──────── Available data

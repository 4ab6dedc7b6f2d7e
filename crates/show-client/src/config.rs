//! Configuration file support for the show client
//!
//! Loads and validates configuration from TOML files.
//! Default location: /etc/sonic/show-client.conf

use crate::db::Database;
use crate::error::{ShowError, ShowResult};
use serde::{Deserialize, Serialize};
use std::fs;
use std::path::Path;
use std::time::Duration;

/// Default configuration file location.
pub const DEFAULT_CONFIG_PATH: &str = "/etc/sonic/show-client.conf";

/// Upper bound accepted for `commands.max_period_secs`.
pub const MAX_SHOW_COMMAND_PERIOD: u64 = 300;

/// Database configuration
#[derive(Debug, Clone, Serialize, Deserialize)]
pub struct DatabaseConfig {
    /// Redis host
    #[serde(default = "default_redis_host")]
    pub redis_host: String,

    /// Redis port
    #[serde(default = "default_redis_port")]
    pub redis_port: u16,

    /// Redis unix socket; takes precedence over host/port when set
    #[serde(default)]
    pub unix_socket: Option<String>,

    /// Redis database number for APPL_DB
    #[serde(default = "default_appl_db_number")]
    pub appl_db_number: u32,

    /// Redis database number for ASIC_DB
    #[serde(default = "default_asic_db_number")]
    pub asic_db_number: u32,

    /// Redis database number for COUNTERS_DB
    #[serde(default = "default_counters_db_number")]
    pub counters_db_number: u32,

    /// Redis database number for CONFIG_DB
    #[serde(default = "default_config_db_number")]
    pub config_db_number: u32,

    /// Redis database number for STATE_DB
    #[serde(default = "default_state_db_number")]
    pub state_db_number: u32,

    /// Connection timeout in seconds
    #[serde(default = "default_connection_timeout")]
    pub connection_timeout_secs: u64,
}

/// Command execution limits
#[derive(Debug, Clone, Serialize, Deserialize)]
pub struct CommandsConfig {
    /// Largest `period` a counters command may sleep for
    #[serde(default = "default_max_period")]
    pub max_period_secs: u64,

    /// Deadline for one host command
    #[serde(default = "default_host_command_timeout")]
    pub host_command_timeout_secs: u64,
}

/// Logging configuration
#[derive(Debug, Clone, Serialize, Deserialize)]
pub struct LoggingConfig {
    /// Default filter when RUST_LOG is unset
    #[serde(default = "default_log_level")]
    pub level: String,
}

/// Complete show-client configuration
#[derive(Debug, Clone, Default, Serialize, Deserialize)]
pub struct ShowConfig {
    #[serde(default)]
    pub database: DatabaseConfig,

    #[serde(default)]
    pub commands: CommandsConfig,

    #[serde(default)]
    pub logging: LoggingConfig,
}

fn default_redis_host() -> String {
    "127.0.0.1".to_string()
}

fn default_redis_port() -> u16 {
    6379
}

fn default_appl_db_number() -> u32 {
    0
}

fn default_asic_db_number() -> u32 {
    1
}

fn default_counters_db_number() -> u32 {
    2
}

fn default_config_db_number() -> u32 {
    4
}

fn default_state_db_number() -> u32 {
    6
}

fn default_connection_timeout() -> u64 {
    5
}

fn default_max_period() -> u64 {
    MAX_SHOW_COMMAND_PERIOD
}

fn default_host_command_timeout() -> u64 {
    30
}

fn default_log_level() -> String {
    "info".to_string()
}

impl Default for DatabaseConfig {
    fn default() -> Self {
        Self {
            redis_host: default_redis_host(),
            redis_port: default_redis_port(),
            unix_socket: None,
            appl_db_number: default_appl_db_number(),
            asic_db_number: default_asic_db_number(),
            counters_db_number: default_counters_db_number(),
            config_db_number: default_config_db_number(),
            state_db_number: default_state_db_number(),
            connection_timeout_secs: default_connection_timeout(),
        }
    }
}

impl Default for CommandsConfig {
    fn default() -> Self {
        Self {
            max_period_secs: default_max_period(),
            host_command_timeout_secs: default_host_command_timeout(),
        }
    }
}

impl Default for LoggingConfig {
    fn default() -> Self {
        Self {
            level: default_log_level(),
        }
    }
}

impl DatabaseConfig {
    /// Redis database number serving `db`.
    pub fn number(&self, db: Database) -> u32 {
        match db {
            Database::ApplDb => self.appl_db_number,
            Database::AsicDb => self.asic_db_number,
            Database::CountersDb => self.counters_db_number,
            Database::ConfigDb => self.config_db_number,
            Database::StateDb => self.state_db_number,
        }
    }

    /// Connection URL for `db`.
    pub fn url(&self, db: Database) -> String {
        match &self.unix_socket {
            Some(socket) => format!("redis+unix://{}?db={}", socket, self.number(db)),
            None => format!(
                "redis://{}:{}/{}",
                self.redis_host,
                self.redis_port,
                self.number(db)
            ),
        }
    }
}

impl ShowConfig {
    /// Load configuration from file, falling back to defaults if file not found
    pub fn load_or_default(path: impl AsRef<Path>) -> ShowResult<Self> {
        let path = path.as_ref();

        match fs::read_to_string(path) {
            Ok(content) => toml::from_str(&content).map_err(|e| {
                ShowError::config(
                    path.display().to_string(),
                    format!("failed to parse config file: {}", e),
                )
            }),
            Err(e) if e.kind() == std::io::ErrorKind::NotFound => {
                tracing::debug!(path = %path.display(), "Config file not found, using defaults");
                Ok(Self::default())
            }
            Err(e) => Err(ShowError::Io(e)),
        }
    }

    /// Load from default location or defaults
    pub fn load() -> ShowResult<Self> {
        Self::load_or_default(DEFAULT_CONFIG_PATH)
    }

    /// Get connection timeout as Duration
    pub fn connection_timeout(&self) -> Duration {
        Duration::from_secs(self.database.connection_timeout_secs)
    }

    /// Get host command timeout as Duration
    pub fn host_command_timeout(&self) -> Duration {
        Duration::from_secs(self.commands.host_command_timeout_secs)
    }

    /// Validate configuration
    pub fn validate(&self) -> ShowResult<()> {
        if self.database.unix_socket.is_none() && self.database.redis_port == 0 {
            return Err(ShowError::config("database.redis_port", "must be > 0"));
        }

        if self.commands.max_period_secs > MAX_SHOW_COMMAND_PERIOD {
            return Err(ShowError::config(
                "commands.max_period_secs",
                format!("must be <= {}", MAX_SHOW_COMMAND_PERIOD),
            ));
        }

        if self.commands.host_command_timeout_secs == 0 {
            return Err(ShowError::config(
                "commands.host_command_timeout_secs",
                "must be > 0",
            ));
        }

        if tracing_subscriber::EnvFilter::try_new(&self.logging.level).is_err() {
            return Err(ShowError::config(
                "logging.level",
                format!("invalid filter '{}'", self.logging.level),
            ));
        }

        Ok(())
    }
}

────────────────

§ **Work request**:
A copy of each line above that holds the word "DatabaseConfig" is the expected answer.

§ **Completed task**:
pub struct DatabaseConfig {
    pub database: DatabaseConfig,
impl Default for DatabaseConfig {
impl DatabaseConfig {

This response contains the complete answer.